▶ **Problem statement**
Which lines below include "Instant"? Copy them all.
***
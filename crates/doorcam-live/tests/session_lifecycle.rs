//! End-to-end behaviour of `SessionCore` against a fake door unit and fake
//! decoders, in paused virtual time.

mod common;

use std::sync::atomic::Ordering;
use std::time::Duration;

use common::mock::{
    settle_for, spawn_session, wait_for_phase, wait_until, FakeDevice, FakeFactory, StartReply,
    STREAM_URL,
};
use doorcam_live::error::{CommandError, DecoderError, SessionClosed};
use doorcam_proto::protocol::{Intent, Phase, StreamAction};

#[tokio::test(start_paused = true)]
async fn expand_reaches_playing_with_one_start() {
    let device = FakeDevice::new(StartReply::Ack);
    let factory = FakeFactory::new();
    let (session, _core) = spawn_session(&device, &factory);

    session.expand().await.unwrap();
    let playing = wait_for_phase(&session, Phase::Playing).await;

    assert_eq!(playing.generation, 1);
    assert_eq!(playing.last_error, None);
    assert_eq!(device.commands(), vec![StreamAction::Start]);
    assert_eq!(factory.stats.created(), 1);
    assert_eq!(factory.stats.played(), 1);
    assert!(factory.stats.looping.load(Ordering::SeqCst));
    assert_eq!(*factory.stats.urls.lock().unwrap(), vec![STREAM_URL.to_string()]);
}

#[tokio::test(start_paused = true)]
async fn decoder_is_created_only_after_ack_and_settle() {
    let device = FakeDevice::new(StartReply::AckAfter(Duration::from_secs(2)));
    let factory = FakeFactory::new();
    let (session, _core) = spawn_session(&device, &factory);

    session.expand().await.unwrap();
    settle_for(Duration::from_millis(2_500)).await;
    assert_eq!(session.snapshot().phase, Phase::Starting);
    assert_eq!(factory.stats.created(), 0, "1s settle has not elapsed yet");

    wait_for_phase(&session, Phase::Playing).await;
    assert_eq!(factory.stats.created(), 1);
}

#[tokio::test(start_paused = true)]
async fn collapse_from_playing_stops_once_and_disposes_before_idle() {
    let device = FakeDevice::new(StartReply::Ack);
    let factory = FakeFactory::new();
    let (session, _core) = spawn_session(&device, &factory);

    session.expand().await.unwrap();
    wait_for_phase(&session, Phase::Playing).await;

    let mut updates = session.subscribe();
    session.collapse().await.unwrap();
    let idle = wait_for_phase(&session, Phase::Idle).await;

    assert_eq!(factory.stats.disposed(), 1);
    assert_eq!(factory.stats.alive(), 0);
    assert_eq!(device.commands(), vec![StreamAction::Start, StreamAction::Stop]);
    assert_eq!(idle.last_error, None);

    assert_eq!(updates.recv().await.unwrap().phase, Phase::Stopping);
    assert_eq!(updates.recv().await.unwrap().phase, Phase::Idle);
}

#[tokio::test(start_paused = true)]
async fn repeated_expand_sends_one_start() {
    let device = FakeDevice::new(StartReply::AckAfter(Duration::from_millis(300)));
    let factory = FakeFactory::new();
    let (session, _core) = spawn_session(&device, &factory);

    session.expand().await.unwrap();
    session.expand().await.unwrap();
    session.send_intent(Intent::Expand).await.unwrap();
    wait_for_phase(&session, Phase::Playing).await;
    session.expand().await.unwrap();
    settle_for(Duration::from_secs(5)).await;

    assert_eq!(device.commands(), vec![StreamAction::Start]);
    assert_eq!(factory.stats.created(), 1);
    assert_eq!(session.snapshot().generation, 1);
}

#[tokio::test(start_paused = true)]
async fn remote_timeout_fails_without_creating_a_decoder() {
    // The door unit never answers inside the start deadline.
    let device = FakeDevice::new(StartReply::AckAfter(Duration::from_secs(60)));
    let factory = FakeFactory::new();
    let (session, _core) = spawn_session(&device, &factory);

    session.expand().await.unwrap();
    let failed = wait_for_phase(&session, Phase::Failed).await;

    assert_eq!(
        failed.last_error.as_deref(),
        Some("Camera did not respond in time")
    );
    assert_eq!(factory.stats.created(), 0);

    // Best-effort stop queues behind the hung start.
    settle_for(Duration::from_secs(60)).await;
    assert_eq!(device.commands(), vec![StreamAction::Start, StreamAction::Stop]);
    assert_eq!(session.snapshot().phase, Phase::Failed);
}

#[tokio::test(start_paused = true)]
async fn client_side_timeout_is_reported_as_timeout() {
    let device = FakeDevice::new(StartReply::FailAfter(
        Duration::from_secs(5),
        CommandError::Timeout(Duration::from_secs(5)),
    ));
    let factory = FakeFactory::new();
    let (session, _core) = spawn_session(&device, &factory);

    session.expand().await.unwrap();
    let failed = wait_for_phase(&session, Phase::Failed).await;
    assert_eq!(
        failed.last_error.as_deref(),
        Some("Camera did not respond in time")
    );
    assert_eq!(factory.stats.created(), 0);
}

#[tokio::test(start_paused = true)]
async fn init_timeout_disposes_partial_decoder_and_stops_remote() {
    let device = FakeDevice::new(StartReply::Ack);
    let factory = FakeFactory::new().with_init_delay(Duration::from_secs(600));
    let (session, _core) = spawn_session(&device, &factory);

    session.expand().await.unwrap();
    let failed = wait_for_phase(&session, Phase::Failed).await;

    assert_eq!(failed.last_error.as_deref(), Some("Live feed timed out"));
    assert_eq!(factory.stats.created(), 1);
    assert_eq!(factory.stats.disposed(), 1);
    assert_eq!(factory.stats.played(), 0);

    settle_for(Duration::from_secs(1)).await;
    assert_eq!(device.commands(), vec![StreamAction::Start, StreamAction::Stop]);
}

#[tokio::test(start_paused = true)]
async fn init_error_is_reported_and_cleared_on_retry() {
    let device = FakeDevice::new(StartReply::Ack);
    let factory =
        FakeFactory::new().with_init_error(DecoderError::InitFailed("404 Not Found".into()));
    let (session, _core) = spawn_session(&device, &factory);

    session.expand().await.unwrap();
    let failed = wait_for_phase(&session, Phase::Failed).await;
    assert_eq!(
        failed.last_error.as_deref(),
        Some("Live feed could not be opened")
    );
    assert_eq!(factory.stats.alive(), 0);

    session.expand().await.unwrap();
    let retry = wait_for_phase(&session, Phase::Starting).await;
    assert_eq!(retry.last_error, None);
    assert_eq!(retry.generation, 2);
}

#[tokio::test(start_paused = true)]
async fn rejected_start_then_collapse_goes_idle_without_error() {
    let device = FakeDevice::new(StartReply::Fail(CommandError::Rejected("busy".into())));
    let factory = FakeFactory::new();
    let (session, _core) = spawn_session(&device, &factory);

    session.expand().await.unwrap();
    let failed = wait_for_phase(&session, Phase::Failed).await;
    assert_eq!(
        failed.last_error.as_deref(),
        Some("Camera refused to start streaming")
    );

    session.collapse().await.unwrap();
    let idle = wait_for_phase(&session, Phase::Idle).await;
    assert_eq!(idle.last_error, None);

    // Device recovers; a fresh expand works.
    device.set_start_reply(StartReply::Ack);
    session.expand().await.unwrap();
    wait_for_phase(&session, Phase::Playing).await;
    assert_eq!(factory.stats.created(), 1);
}

#[tokio::test(start_paused = true)]
async fn collapse_while_starting_discards_the_late_decoder() {
    let device = FakeDevice::new(StartReply::Ack);
    let factory = FakeFactory::new().with_init_delay(Duration::from_secs(3));
    let (session, _core) = spawn_session(&device, &factory);
    let mut updates = session.subscribe();

    session.expand().await.unwrap();
    // Ack is immediate and settle is 1s, so initialize is in progress at 2s.
    settle_for(Duration::from_secs(2)).await;
    assert_eq!(factory.stats.created(), 1);

    session.collapse().await.unwrap();
    wait_for_phase(&session, Phase::Idle).await;
    assert_eq!(factory.stats.alive(), 0, "Idle published with a decoder alive");
    settle_for(Duration::from_secs(10)).await;

    assert_eq!(factory.stats.disposed(), 1);
    assert_eq!(factory.stats.alive(), 0);
    assert_eq!(factory.stats.played(), 0);
    assert_eq!(session.snapshot().phase, Phase::Idle);
    while let Ok(snapshot) = updates.try_recv() {
        assert_ne!(snapshot.phase, Phase::Playing, "stale attempt was adopted");
    }
}

#[tokio::test(start_paused = true)]
async fn idle_waits_for_a_slow_dispose_of_the_superseded_decoder() {
    let device = FakeDevice::new(StartReply::Ack);
    let factory = FakeFactory::new()
        .with_init_delay(Duration::from_secs(10))
        .with_dispose_delay(Duration::from_secs(2));
    let (session, _core) = spawn_session(&device, &factory);

    session.expand().await.unwrap();
    settle_for(Duration::from_secs(2)).await;
    assert_eq!(factory.stats.alive(), 1);

    let collapsed_at = tokio::time::Instant::now();
    session.collapse().await.unwrap();
    wait_for_phase(&session, Phase::Idle).await;

    assert_eq!(factory.stats.alive(), 0);
    assert_eq!(factory.stats.disposed(), 1);
    assert!(collapsed_at.elapsed() >= Duration::from_secs(2));
    assert_eq!(device.commands(), vec![StreamAction::Start, StreamAction::Stop]);
}

#[tokio::test(start_paused = true)]
async fn expand_while_stopping_restarts_in_order() {
    let device = FakeDevice::new(StartReply::Ack);
    let factory = FakeFactory::new();
    let (session, _core) = spawn_session(&device, &factory);

    session.expand().await.unwrap();
    wait_for_phase(&session, Phase::Playing).await;
    session.collapse().await.unwrap();
    session.expand().await.unwrap();

    let playing = wait_until(&session, |s| s.phase == Phase::Playing && s.generation > 1).await;
    assert_eq!(playing.generation, 3);
    assert_eq!(
        device.commands(),
        vec![StreamAction::Start, StreamAction::Stop, StreamAction::Start]
    );
    assert_eq!(factory.stats.created(), 2);
    assert_eq!(factory.stats.disposed(), 1);
    assert_eq!(factory.stats.max_alive(), 1);
}

#[tokio::test(start_paused = true)]
async fn rapid_toggling_keeps_at_most_one_decoder() {
    let device = FakeDevice::new(StartReply::AckAfter(Duration::from_millis(120)));
    let factory = FakeFactory::new().with_init_delay(Duration::from_millis(700));
    let (session, _core) = spawn_session(&device, &factory);

    let gaps = [50u64, 900, 1_300, 10, 2_000, 400, 1_150, 5, 3_000, 250];
    for (i, gap) in gaps.iter().cycle().take(40).enumerate() {
        if i % 2 == 0 {
            session.expand().await.unwrap();
        } else {
            session.collapse().await.unwrap();
        }
        settle_for(Duration::from_millis(*gap)).await;
    }
    session.collapse().await.unwrap();
    settle_for(Duration::from_secs(30)).await;

    let stats = &factory.stats;
    assert_eq!(session.snapshot().phase, Phase::Idle);
    assert!(stats.max_alive() <= 1, "max alive {}", stats.max_alive());
    assert_eq!(stats.created(), stats.disposed());
    assert_eq!(stats.alive(), 0);

    // Remote commands alternate and end stopped.
    let commands = device.commands();
    assert_eq!(commands.last(), Some(&StreamAction::Stop));
    for pair in commands.windows(2) {
        assert_ne!(pair[0], pair[1], "{:?}", commands);
    }
}

#[tokio::test(start_paused = true)]
async fn play_failure_after_adoption_fails_and_disposes() {
    let device = FakeDevice::new(StartReply::Ack);
    let factory = FakeFactory::new().with_play_error(DecoderError::Ipc("mpv went away".into()));
    let (session, _core) = spawn_session(&device, &factory);

    session.expand().await.unwrap();
    let failed = wait_for_phase(&session, Phase::Failed).await;
    assert_eq!(
        failed.last_error.as_deref(),
        Some("Live feed could not be opened")
    );
    assert_eq!(factory.stats.disposed(), 1);
    settle_for(Duration::from_secs(1)).await;
    assert_eq!(device.commands(), vec![StreamAction::Start, StreamAction::Stop]);
}

#[tokio::test(start_paused = true)]
async fn teardown_while_playing_stops_and_disposes() {
    let device = FakeDevice::new(StartReply::Ack);
    let factory = FakeFactory::new();
    let (session, core) = spawn_session(&device, &factory);

    session.expand().await.unwrap();
    wait_for_phase(&session, Phase::Playing).await;

    session.shutdown().await.unwrap();
    core.await.unwrap();

    assert_eq!(session.snapshot().phase, Phase::Idle);
    assert_eq!(factory.stats.disposed(), 1);
    assert_eq!(device.commands(), vec![StreamAction::Start, StreamAction::Stop]);
    assert_eq!(session.expand().await, Err(SessionClosed));
}

#[tokio::test(start_paused = true)]
async fn teardown_while_starting_waits_for_attempt_to_dispose() {
    let device = FakeDevice::new(StartReply::Ack);
    let factory = FakeFactory::new().with_init_delay(Duration::from_secs(10));
    let (session, core) = spawn_session(&device, &factory);

    session.expand().await.unwrap();
    settle_for(Duration::from_secs(2)).await;
    assert_eq!(factory.stats.created(), 1);

    session.shutdown().await.unwrap();
    core.await.unwrap();

    assert_eq!(session.snapshot().phase, Phase::Idle);
    assert_eq!(factory.stats.disposed(), 1);
    assert_eq!(device.commands(), vec![StreamAction::Start, StreamAction::Stop]);
}

#[tokio::test(start_paused = true)]
async fn teardown_is_bounded_when_the_device_hangs() {
    let device = FakeDevice::new(StartReply::AckAfter(Duration::from_secs(3_600)));
    let factory = FakeFactory::new();
    let (session, core) = spawn_session(&device, &factory);

    session.expand().await.unwrap();
    settle_for(Duration::from_millis(100)).await;

    let started = tokio::time::Instant::now();
    session.shutdown().await.unwrap();
    core.await.unwrap();

    // Grace (3s) plus the command drain (10s), then it gives up.
    assert!(started.elapsed() <= Duration::from_secs(14), "{:?}", started.elapsed());
    assert_eq!(session.snapshot().phase, Phase::Idle);
    assert_eq!(factory.stats.created(), 0);
}

#[tokio::test(start_paused = true)]
async fn shutdown_delivers_a_stop_queued_behind_a_slow_start() {
    // The start outlives the teardown grace; the stop behind it must still go out.
    let device = FakeDevice::new(StartReply::AckAfter(Duration::from_secs(8)));
    let factory = FakeFactory::new();
    let (session, core) = spawn_session(&device, &factory);

    session.expand().await.unwrap();
    settle_for(Duration::from_millis(200)).await;

    session.shutdown().await.unwrap();
    core.await.unwrap();

    assert_eq!(device.commands(), vec![StreamAction::Start, StreamAction::Stop]);
    assert_eq!(session.snapshot().phase, Phase::Idle);
    assert_eq!(factory.stats.created(), 0);
}

#[tokio::test(start_paused = true)]
async fn dropping_every_handle_tears_down() {
    let device = FakeDevice::new(StartReply::Ack);
    let factory = FakeFactory::new();
    let (session, core) = spawn_session(&device, &factory);

    session.expand().await.unwrap();
    wait_for_phase(&session, Phase::Playing).await;
    drop(session);
    core.await.unwrap();

    assert_eq!(factory.stats.disposed(), 1);
    assert_eq!(device.commands().last(), Some(&StreamAction::Stop));
}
***
▶ **Result**
    let collapsed_at = tokio::time::Instant::now();
    let started = tokio::time::Instant::now();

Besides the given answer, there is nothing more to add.